[About this exercise] Find each line in the records below that contains the word "WriteMode", and copy it out.

[Records for this exercise]
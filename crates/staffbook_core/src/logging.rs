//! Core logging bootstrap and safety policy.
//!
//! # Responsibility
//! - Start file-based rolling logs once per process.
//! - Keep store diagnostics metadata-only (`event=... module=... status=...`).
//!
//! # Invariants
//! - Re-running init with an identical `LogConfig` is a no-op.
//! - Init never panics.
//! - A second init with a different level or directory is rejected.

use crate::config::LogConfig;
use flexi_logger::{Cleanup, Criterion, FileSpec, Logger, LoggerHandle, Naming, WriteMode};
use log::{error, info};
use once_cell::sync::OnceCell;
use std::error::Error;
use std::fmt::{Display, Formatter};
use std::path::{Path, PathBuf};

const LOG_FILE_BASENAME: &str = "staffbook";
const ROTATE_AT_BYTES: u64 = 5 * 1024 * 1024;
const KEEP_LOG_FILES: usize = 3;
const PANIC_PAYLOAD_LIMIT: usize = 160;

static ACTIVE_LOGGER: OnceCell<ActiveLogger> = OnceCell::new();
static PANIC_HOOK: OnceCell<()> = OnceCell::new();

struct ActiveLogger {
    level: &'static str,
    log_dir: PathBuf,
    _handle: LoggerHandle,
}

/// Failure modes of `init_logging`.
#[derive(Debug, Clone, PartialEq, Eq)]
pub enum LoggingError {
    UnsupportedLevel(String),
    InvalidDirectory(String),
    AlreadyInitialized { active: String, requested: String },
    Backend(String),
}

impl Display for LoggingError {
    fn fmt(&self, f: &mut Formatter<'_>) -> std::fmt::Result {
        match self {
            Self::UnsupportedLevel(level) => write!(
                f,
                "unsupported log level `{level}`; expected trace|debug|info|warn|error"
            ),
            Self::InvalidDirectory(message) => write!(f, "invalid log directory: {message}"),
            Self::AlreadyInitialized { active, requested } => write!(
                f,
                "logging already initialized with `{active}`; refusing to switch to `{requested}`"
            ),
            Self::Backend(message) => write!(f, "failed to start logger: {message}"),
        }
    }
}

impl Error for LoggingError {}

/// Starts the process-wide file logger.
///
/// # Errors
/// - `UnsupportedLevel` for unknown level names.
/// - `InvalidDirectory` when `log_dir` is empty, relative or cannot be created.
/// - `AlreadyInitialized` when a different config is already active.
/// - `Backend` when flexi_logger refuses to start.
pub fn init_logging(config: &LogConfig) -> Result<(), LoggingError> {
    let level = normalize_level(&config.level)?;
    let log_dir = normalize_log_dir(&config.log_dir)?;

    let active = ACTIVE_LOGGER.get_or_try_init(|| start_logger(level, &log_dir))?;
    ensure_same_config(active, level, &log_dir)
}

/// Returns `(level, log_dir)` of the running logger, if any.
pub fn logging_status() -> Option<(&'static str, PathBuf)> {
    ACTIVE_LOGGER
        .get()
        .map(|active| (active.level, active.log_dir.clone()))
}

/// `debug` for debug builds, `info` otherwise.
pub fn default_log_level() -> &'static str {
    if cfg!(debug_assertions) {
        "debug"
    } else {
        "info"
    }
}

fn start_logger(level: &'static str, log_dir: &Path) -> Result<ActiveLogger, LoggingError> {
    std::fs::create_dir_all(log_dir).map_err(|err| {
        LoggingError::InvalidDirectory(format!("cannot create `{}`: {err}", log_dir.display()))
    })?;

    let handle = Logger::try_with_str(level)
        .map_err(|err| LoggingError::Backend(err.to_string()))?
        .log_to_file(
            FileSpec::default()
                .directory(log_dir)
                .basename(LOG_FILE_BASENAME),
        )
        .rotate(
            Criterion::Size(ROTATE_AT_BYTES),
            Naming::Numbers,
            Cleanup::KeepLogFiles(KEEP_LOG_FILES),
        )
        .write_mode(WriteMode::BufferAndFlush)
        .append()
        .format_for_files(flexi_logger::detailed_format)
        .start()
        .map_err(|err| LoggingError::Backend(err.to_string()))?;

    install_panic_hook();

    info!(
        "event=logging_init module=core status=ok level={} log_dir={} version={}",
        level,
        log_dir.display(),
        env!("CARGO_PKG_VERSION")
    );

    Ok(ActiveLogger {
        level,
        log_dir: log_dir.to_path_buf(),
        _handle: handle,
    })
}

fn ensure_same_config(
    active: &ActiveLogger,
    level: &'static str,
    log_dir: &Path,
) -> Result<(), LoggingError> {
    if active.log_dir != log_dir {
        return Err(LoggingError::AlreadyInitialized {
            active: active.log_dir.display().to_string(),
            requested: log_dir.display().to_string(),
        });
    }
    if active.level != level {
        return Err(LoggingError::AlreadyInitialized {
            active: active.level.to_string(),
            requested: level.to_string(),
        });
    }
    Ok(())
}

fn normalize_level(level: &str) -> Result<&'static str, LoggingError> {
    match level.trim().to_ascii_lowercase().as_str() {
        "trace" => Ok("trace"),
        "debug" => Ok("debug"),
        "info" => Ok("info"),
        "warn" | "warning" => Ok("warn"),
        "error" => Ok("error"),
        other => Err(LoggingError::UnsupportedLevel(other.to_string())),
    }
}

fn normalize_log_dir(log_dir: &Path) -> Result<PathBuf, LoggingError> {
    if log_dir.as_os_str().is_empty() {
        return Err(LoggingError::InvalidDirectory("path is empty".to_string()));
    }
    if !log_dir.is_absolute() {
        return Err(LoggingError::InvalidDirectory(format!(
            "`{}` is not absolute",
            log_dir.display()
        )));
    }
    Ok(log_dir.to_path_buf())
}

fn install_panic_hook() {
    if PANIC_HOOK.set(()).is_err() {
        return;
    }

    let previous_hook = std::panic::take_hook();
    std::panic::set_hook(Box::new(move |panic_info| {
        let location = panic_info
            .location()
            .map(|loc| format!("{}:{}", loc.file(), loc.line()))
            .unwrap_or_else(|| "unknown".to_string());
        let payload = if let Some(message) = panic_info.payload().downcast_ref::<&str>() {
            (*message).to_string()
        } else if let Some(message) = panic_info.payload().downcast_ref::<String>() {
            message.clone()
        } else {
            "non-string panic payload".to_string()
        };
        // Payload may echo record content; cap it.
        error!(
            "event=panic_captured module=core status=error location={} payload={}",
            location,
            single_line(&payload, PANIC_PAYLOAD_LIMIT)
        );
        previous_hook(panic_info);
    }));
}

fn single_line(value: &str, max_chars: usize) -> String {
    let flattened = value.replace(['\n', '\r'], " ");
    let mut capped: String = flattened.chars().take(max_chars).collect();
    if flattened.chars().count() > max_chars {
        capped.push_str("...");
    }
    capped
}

[Result of this exercise]
use flexi_logger::{Cleanup, Criterion, FileSpec, Logger, LoggerHandle, Naming, WriteMode};
        .write_mode(WriteMode::BufferAndFlush)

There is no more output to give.